Aider les oiseaux blessés

De temps en temps, les amoureux de la nature et les propriétaires de maisons peuvent tomber sur des oiseaux blessés. Afin de limiter les dommages – et d’en prévenir d’autres – il est important de suivre les bonnes étapes.

Observer d’abord, agir ensuite

À la fin du printemps et en été, de nombreux bébés oiseaux quittent le nid prématurément. Incapables de voler, ces oisillons sont parfois pris pour des oiseaux blessés. Observez l’oiseau pendant quelques heures. S’il peut marcher, sautiller et battre des ailes, ou si des oiseaux adultes sont à proximité, laissez-le tranquille. Les parents continueront à s’en occuper.

Les faucons se perchent parfois sur une branche d’arbre pendant des heures, guettant une proie, ou éventuellement digérant une proie qu’ils viennent de manger. Ce comportement est normal ; l’oiseau n’est pas blessé et s’envolera à temps.

En automne, en hiver et au début du printemps (de septembre à la mi-mai), un oiseau au sol incapable de voler est probablement blessé. Approchez-vous lentement de l’oiseau, et s’il ne s’envole pas lorsque vous êtes à moins de 10 pieds environ, vous pouvez supposer que quelque chose ne va pas.

Lorsqu’un oiseau heurte une fenêtre, un gonflement du cerveau peut l’immobiliser temporairement. Dans certains cas, il se rétablit tout seul. S’il y a des chats ou d’autres prédateurs à proximité, placez l’oiseau dans une boîte fermée ou sous une passoire pour le mettre en sécurité. Manipulez l’oiseau aussi peu que possible et n’essayez pas de lui donner à manger ou à boire. Lorsque l’enflure diminue et que l’oiseau devient plus actif, vous pouvez le relâcher. Si l’oiseau ne se rétablit pas, vous devrez demander de l’aide (voir ci-dessous). En savoir plus sur les collisions entre oiseaux et fenêtres.

Avoir de l’aide

Si un oiseau est vraiment blessé, envisagez de contacter un réhabilitateur d’animaux sauvages agréé qui pourra juger en connaissance de cause si des soins supplémentaires sont possibles et vous conseiller sur les prochaines étapes. La plupart des réhabilitateurs sont des bénévoles qui font cela pendant leur temps libre, il peut donc être difficile d’en joindre un immédiatement.

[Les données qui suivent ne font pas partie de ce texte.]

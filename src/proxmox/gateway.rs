use std::fmt;
use std::str::FromStr;

use serde::Serialize;
use thiserror::Error;

use super::error::GatewayError;

/// Identifier of a VM on the configured node. Always positive.
#[derive(Debug, Clone, Copy, PartialEq, Eq, Hash, Serialize)]
#[serde(transparent)]
pub struct VmId(u32);

#[derive(Debug, Clone, PartialEq, Eq, Error)]
pub enum InvalidVmId {
    #[error("VM id must be an integer, got {0:?}")]
    NotAnInteger(String),
    #[error("VM id must be a positive integer")]
    Zero,
}

impl VmId {
    pub fn get(self) -> u32 {
        self.0
    }
}

impl TryFrom<u32> for VmId {
    type Error = InvalidVmId;

    fn try_from(value: u32) -> Result<Self, Self::Error> {
        if value == 0 {
            Err(InvalidVmId::Zero)
        } else {
            Ok(Self(value))
        }
    }
}

impl FromStr for VmId {
    type Err = InvalidVmId;

    fn from_str(s: &str) -> Result<Self, Self::Err> {
        let value = s
            .trim()
            .parse::<u32>()
            .map_err(|_| InvalidVmId::NotAnInteger(s.to_string()))?;
        Self::try_from(value)
    }
}

impl fmt::Display for VmId {
    fn fmt(&self, f: &mut fmt::Formatter<'_>) -> fmt::Result {
        write!(f, "{}", self.0)
    }
}

/// Power state of a VM as reported by the cluster.
///
/// Values the cluster defines beyond the common ones are kept verbatim in
/// [`VmStatus::Other`].
#[derive(Debug, Clone, PartialEq, Eq)]
pub enum VmStatus {
    Running,
    Stopped,
    Unknown,
    Other(String),
}

impl VmStatus {
    pub fn parse(raw: &str) -> Self {
        match raw {
            "running" => Self::Running,
            "stopped" => Self::Stopped,
            "unknown" => Self::Unknown,
            other => Self::Other(other.to_string()),
        }
    }

    pub fn is_stopped(&self) -> bool {
        matches!(self, Self::Stopped)
    }
}

impl fmt::Display for VmStatus {
    fn fmt(&self, f: &mut fmt::Formatter<'_>) -> fmt::Result {
        match self {
            Self::Running => write!(f, "running"),
            Self::Stopped => write!(f, "stopped"),
            Self::Unknown => write!(f, "unknown"),
            Self::Other(raw) => write!(f, "{raw}"),
        }
    }
}

/// Opaque handle (UPID) of an asynchronous task accepted by the cluster.
#[derive(Debug, Clone, PartialEq, Eq, Hash, Serialize)]
#[serde(transparent)]
pub struct TaskHandle(String);

impl TaskHandle {
    /// Returns `None` for an empty or blank UPID: such a task cannot be tracked.
    pub fn new(upid: impl Into<String>) -> Option<Self> {
        let upid = upid.into();
        if upid.trim().is_empty() {
            None
        } else {
            Some(Self(upid))
        }
    }

    pub fn as_str(&self) -> &str {
        &self.0
    }
}

impl fmt::Display for TaskHandle {
    fn fmt(&self, f: &mut fmt::Formatter<'_>) -> fmt::Result {
        f.write_str(&self.0)
    }
}

/// Progress of a tracked task.
///
/// `Succeeded` means the task *finished* cleanly. It is unrelated to
/// [`VmStatus::Stopped`], even though the API spells both "stopped".
#[derive(Debug, Clone, PartialEq, Eq)]
pub enum TaskState {
    Pending,
    Succeeded,
    Failed(String),
}

/// One backup image in the backup storage.
#[derive(Debug, Clone, PartialEq, Eq, Serialize)]
pub struct BackupArtifact {
    pub vmid: VmId,
    /// Volume id handed to the restore call as `archive`.
    pub volid: String,
    /// Creation time, comparable within one storage.
    pub ctime: i64,
}

/// The five remote operations recovery needs from the hypervisor.
///
/// Implementations perform I/O only: no retries, no waiting on tasks, no
/// policy. Asynchronous operations return `Ok(None)` when the cluster accepted
/// the request without handing back a UPID.
#[allow(async_fn_in_trait)]
pub trait Gateway {
    async fn vm_status(&self, vmid: VmId) -> Result<VmStatus, GatewayError>;

    async fn delete_vm(&self, vmid: VmId) -> Result<Option<TaskHandle>, GatewayError>;

    async fn start_restore(
        &self,
        vmid: VmId,
        target_storage: &str,
        volid: &str,
    ) -> Result<Option<TaskHandle>, GatewayError>;

    async fn task_status(&self, handle: &TaskHandle) -> Result<TaskState, GatewayError>;

    async fn list_backups(&self, storage: &str) -> Result<Vec<BackupArtifact>, GatewayError>;
}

Si l’on craint la présence de prédateurs, placez l’oiseau dans une petite boîte ventilée par le haut et mettez la boîte dans un endroit sombre et calme, à l’abri des courants d’air et du bruit. Vous pouvez placer un plat d’eau peu profond dans la boîte, mais ne forcez pas l’oiseau à se nourrir. Veillez à retirer l’eau avant de transporter l’oiseau vers un réhabilitateur.

Si vous ne pouvez pas contacter un réhabilitateur de la faune, placez l’oiseau hors de vue en le manipulant le moins possible et laissez la nature suivre son cours.

Mort d’un animal sauvage

Les tentatives bien intentionnées d’aider un animal blessé ou malade entraînent souvent une souffrance et une détresse prolongées. Même si les gens ont à l’esprit le meilleur intérêt de l’animal, l’approche la plus humaine serait de laisser l’oiseau mourir de façon naturelle.

Le monde naturel est très différent de notre monde. La prédation est le seul moyen de survie de la plupart des créatures sauvages. Beaucoup de nos petits oiseaux se nourrissent d’insectes, et les plus grands oiseaux au sommet de la chaîne alimentaire s’attaquent aux petits oiseaux ou aux mammifères. Un oiseau malade ou blessé deviendra la proie d’un autre animal, contribuant à assurer la survie du prédateur un jour ou deux de plus.

La mortalité dans les populations sauvages est normalement très élevée. Les recherches montrent que chez de nombreuses espèces, moins de 50 % des bébés oiseaux survivent jusqu’à l’âge adulte. Cela semble dur pour les gens, mais c’est la façon dont la nature maintient les nombres que l’environnement peut supporter.

La mortalité des animaux sauvages est normalement très élevée.